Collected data
____
/// eng
/// Rate laws of the iodide-iodate test reaction system used for micromixing
/// measurements. The module takes the instantaneous species fluxes and the
/// instantaneous incorporation volume and produces the three elementary
/// reaction rates together with the ionic-strength-dependent rate constant
/// of the Dushman reaction.
/// ----------------------------------------------------------------
/// ru
/// Кинетика системы йодид-йодатной тестовой реакции, применяемой для
/// измерения микросмешения. Модуль берет на вход мгновенные потоки веществ
/// и мгновенный объем инкорпорации, а затем выдает скорости трех
/// элементарных реакций и константу скорости реакции Душмана, зависящую
/// от ионной силы.
pub mod iodide_iodate;
//! # Incorporation Law
//!
//! Growth of the incorporation volume as a function of elapsed time and the
//! micro-mixing time `tm`. Four variants exist, the cross product of two
//! reaction-network conventions and two growth-function shapes:
//!
//! | Convention | Shape | g(t) | v(t) | horizon |
//! |------------|-------|------|------|---------|
//! | original | linear      | 1 + t/tm     | V2*g(t)      | tm*V1/V2 |
//! | original | exponential | exp(t/tm)    | V2*g(t)      | tm*ln((V1+V2)/V2) |
//! | modified | linear      | t/tm         | V2 + V1*g(t) | tm |
//! | modified | exponential | 1-exp(-t/tm) | V2 + V1*g(t) | 5*tm |
//!
//! Every horizon drives `v(tend)` to (essentially) `V1 + V2`, i.e. full
//! incorporation of the buffer stream. The growth derivative `dg/dt` enters
//! the flux ODE as the inlet-replenishment rate caused by volume growth;
//! under the original convention the replenishment carries an extra `V2/V1`
//! factor because there `v(t)` grows proportionally to `V2`.
//!
//! This is the single home of the four-way configuration branching; the
//! simulator, both objectives and the derived-series path all call into it.
use super::MicromixingIVP::MicromixError;
use log::warn;
use serde::{Deserialize, Serialize};
use strum::IntoEnumIterator;
use strum_macros::EnumIter;

/// mL/min -> L/s
pub const ML_PER_MIN_TO_L_PER_S: f64 = 1.0e-3 / 60.0;

/// Reaction-network convention of the incorporation model.
#[derive(Debug, Clone, Copy, PartialEq, Eq, EnumIter, Serialize, Deserialize)]
pub enum MixingConvention {
    Original,
    Modified,
}

impl MixingConvention {
    pub fn from_label(label: &str) -> Option<Self> {
        match label.trim().to_lowercase().as_str() {
            "original" => Some(MixingConvention::Original),
            "modified" => Some(MixingConvention::Modified),
            _ => None,
        }
    }

    pub fn label(&self) -> &'static str {
        match self {
            MixingConvention::Original => "original",
            MixingConvention::Modified => "modified",
        }
    }
}

/// Shape of the incorporation growth function g(t).
#[derive(Debug, Clone, Copy, PartialEq, Eq, EnumIter, Serialize, Deserialize)]
pub enum IncorporationShape {
    Linear,
    Exponential,
}

impl IncorporationShape {
    pub fn from_label(label: &str) -> Option<Self> {
        match label.trim().to_lowercase().as_str() {
            "linear" => Some(IncorporationShape::Linear),
            "exponential" => Some(IncorporationShape::Exponential),
            _ => None,
        }
    }

    pub fn label(&self) -> &'static str {
        match self {
            IncorporationShape::Linear => "linear",
            IncorporationShape::Exponential => "exponential",
        }
    }
}

/// Resolved (convention, shape) pair selecting one of the four variants.
#[derive(Debug, Clone, Copy, PartialEq, Eq, Serialize, Deserialize)]
pub struct IncorporationModel {
    pub convention: MixingConvention,
    pub shape: IncorporationShape,
}

/// The pair every unrecognized selection resolves to.
pub const FALLBACK_MODEL: IncorporationModel = IncorporationModel {
    convention: MixingConvention::Modified,
    shape: IncorporationShape::Linear,
};

/// Advisory record of a configuration fallback; carried alongside the
/// resolved model so callers can report it without global state.
#[derive(Debug, Clone, PartialEq, Eq, Serialize, Deserialize)]
pub struct ConfigFallback {
    pub requested_convention: String,
    pub requested_shape: String,
    pub resolved: IncorporationModel,
}

/// Volumetric flow rates of the two inlet streams, held in L/s.
///
/// User-facing flow rates are given in mL/min; the conversion to L/s
/// happens exactly once, in [`FlowRates::from_ml_per_min`].
#[derive(Debug, Clone, Copy, PartialEq, Serialize, Deserialize)]
pub struct FlowRates {
    /// Buffer (iodide/iodate) stream V1, L/s
    pub buffer: f64,
    /// Acid stream V2, L/s
    pub acid: f64,
}

impl FlowRates {
    /// Convert user-facing flow rates (mL/min) to internal units (L/s).
    pub fn from_ml_per_min(buffer_ml_min: f64, acid_ml_min: f64) -> Result<Self, MicromixError> {
        let flow = Self {
            buffer: buffer_ml_min * ML_PER_MIN_TO_L_PER_S,
            acid: acid_ml_min * ML_PER_MIN_TO_L_PER_S,
        };
        flow.validate()?;
        Ok(flow)
    }

    pub fn validate(&self) -> Result<(), MicromixError> {
        if !self.buffer.is_finite() || self.buffer <= 0.0 {
            return Err(MicromixError::InvalidInput(format!(
                "buffer flow rate must be finite and positive, got {}",
                self.buffer
            )));
        }
        if !self.acid.is_finite() || self.acid <= 0.0 {
            return Err(MicromixError::InvalidInput(format!(
                "acid flow rate must be finite and positive, got {}",
                self.acid
            )));
        }
        Ok(())
    }

    /// Total outlet flow V1 + V2, L/s.
    pub fn total(&self) -> f64 {
        self.buffer + self.acid
    }
}

impl IncorporationModel {
    pub fn new(convention: MixingConvention, shape: IncorporationShape) -> Self {
        Self { convention, shape }
    }

    /// Resolve user-facing labels into a model.
    ///
    /// Any unrecognized label on either axis degrades BOTH axes to
    /// [`FALLBACK_MODEL`] - a valid convention paired with an invalid shape
    /// is not preserved. Known quirk, kept deliberately; see the tests.
    /// The fallback is reported through the returned advisory record and a
    /// warning, never through an error.
    pub fn resolve(convention_label: &str, shape_label: &str) -> (Self, Option<ConfigFallback>) {
        let convention = MixingConvention::from_label(convention_label);
        let shape = IncorporationShape::from_label(shape_label);
        match (convention, shape) {
            (Some(convention), Some(shape)) => (Self::new(convention, shape), None),
            _ => {
                warn!(
                    "unrecognized incorporation configuration (convention: '{}', shape: '{}'); falling back to {}/{}",
                    convention_label,
                    shape_label,
                    FALLBACK_MODEL.convention.label(),
                    FALLBACK_MODEL.shape.label()
                );
                let fallback = ConfigFallback {
                    requested_convention: convention_label.to_string(),
                    requested_shape: shape_label.to_string(),
                    resolved: FALLBACK_MODEL,
                };
                (FALLBACK_MODEL, Some(fallback))
            }
        }
    }

    /// Growth function g and its analytic time derivative at elapsed time t.
    pub fn growth(&self, t: f64, tm: f64) -> (f64, f64) {
        match (self.convention, self.shape) {
            (MixingConvention::Original, IncorporationShape::Linear) => (1.0 + t / tm, 1.0 / tm),
            (MixingConvention::Original, IncorporationShape::Exponential) => {
                let g = (t / tm).exp();
                (g, g / tm)
            }
            (MixingConvention::Modified, IncorporationShape::Linear) => (t / tm, 1.0 / tm),
            (MixingConvention::Modified, IncorporationShape::Exponential) => {
                let decay = (-t / tm).exp();
                (1.0 - decay, decay / tm)
            }
        }
    }

    /// Instantaneous incorporation volume flow v(t) (L/s) and the growth
    /// derivative dg/dt feeding the replenishment terms.
    pub fn volume(&self, t: f64, tm: f64, flow: &FlowRates) -> (f64, f64) {
        let (g, dgdt) = self.growth(t, tm);
        let v = match self.convention {
            MixingConvention::Original => flow.acid * g,
            MixingConvention::Modified => flow.acid + flow.buffer * g,
        };
        (v, dgdt)
    }

    /// Total integration horizon tend (s) for one simulation run.
    ///
    /// Strictly increasing in tm for every fixed configuration and flow
    /// pair.
    pub fn horizon(&self, tm: f64, flow: &FlowRates) -> f64 {
        match (self.convention, self.shape) {
            (MixingConvention::Original, IncorporationShape::Linear) => {
                tm * flow.buffer / flow.acid
            }
            (MixingConvention::Original, IncorporationShape::Exponential) => {
                tm * (flow.total() / flow.acid).ln()
            }
            (MixingConvention::Modified, IncorporationShape::Linear) => tm,
            (MixingConvention::Modified, IncorporationShape::Exponential) => 5.0 * tm,
        }
    }

    /// Scale applied to the inlet-replenishment terms `n0_i * dg/dt`.
    ///
    /// Under the original convention v(t) grows as V2*g(t), so replenishing
    /// at the buffer-stream concentration needs the V2/V1 factor; under the
    /// modified convention the growth term is already V1*g(t).
    pub fn inlet_scale(&self, flow: &FlowRates) -> f64 {
        match self.convention {
            MixingConvention::Original => flow.acid / flow.buffer,
            MixingConvention::Modified => 1.0,
        }
    }

    /// Print the table of the four incorporation variants.
    pub fn pretty_print() {
        use prettytable::{Table, row};
        let mut table = Table::new();
        table.add_row(row!["Convention", "Shape", "g(t)", "v(t)", "Horizon"]);
        for convention in MixingConvention::iter() {
            for shape in IncorporationShape::iter() {
                let (g, v, tend) = match (convention, shape) {
                    (MixingConvention::Original, IncorporationShape::Linear) => {
                        ("1 + t/tm", "V2*g(t)", "tm*V1/V2")
                    }
                    (MixingConvention::Original, IncorporationShape::Exponential) => {
                        ("exp(t/tm)", "V2*g(t)", "tm*ln((V1+V2)/V2)")
                    }
                    (MixingConvention::Modified, IncorporationShape::Linear) => {
                        ("t/tm", "V2 + V1*g(t)", "tm")
                    }
                    (MixingConvention::Modified, IncorporationShape::Exponential) => {
                        ("1 - exp(-t/tm)", "V2 + V1*g(t)", "5*tm")
                    }
                };
                table.add_row(row![convention.label(), shape.label(), g, v, tend]);
            }
        }
        table.printstd();
    }
}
____
Filter the records, keeping only lines that contain "factor", and show those lines.

▸ WRITTEN SOLUTION
//! factor because there `v(t)` grows proportionally to `V2`.
    /// at the buffer-stream concentration needs the V2/V1 factor; under the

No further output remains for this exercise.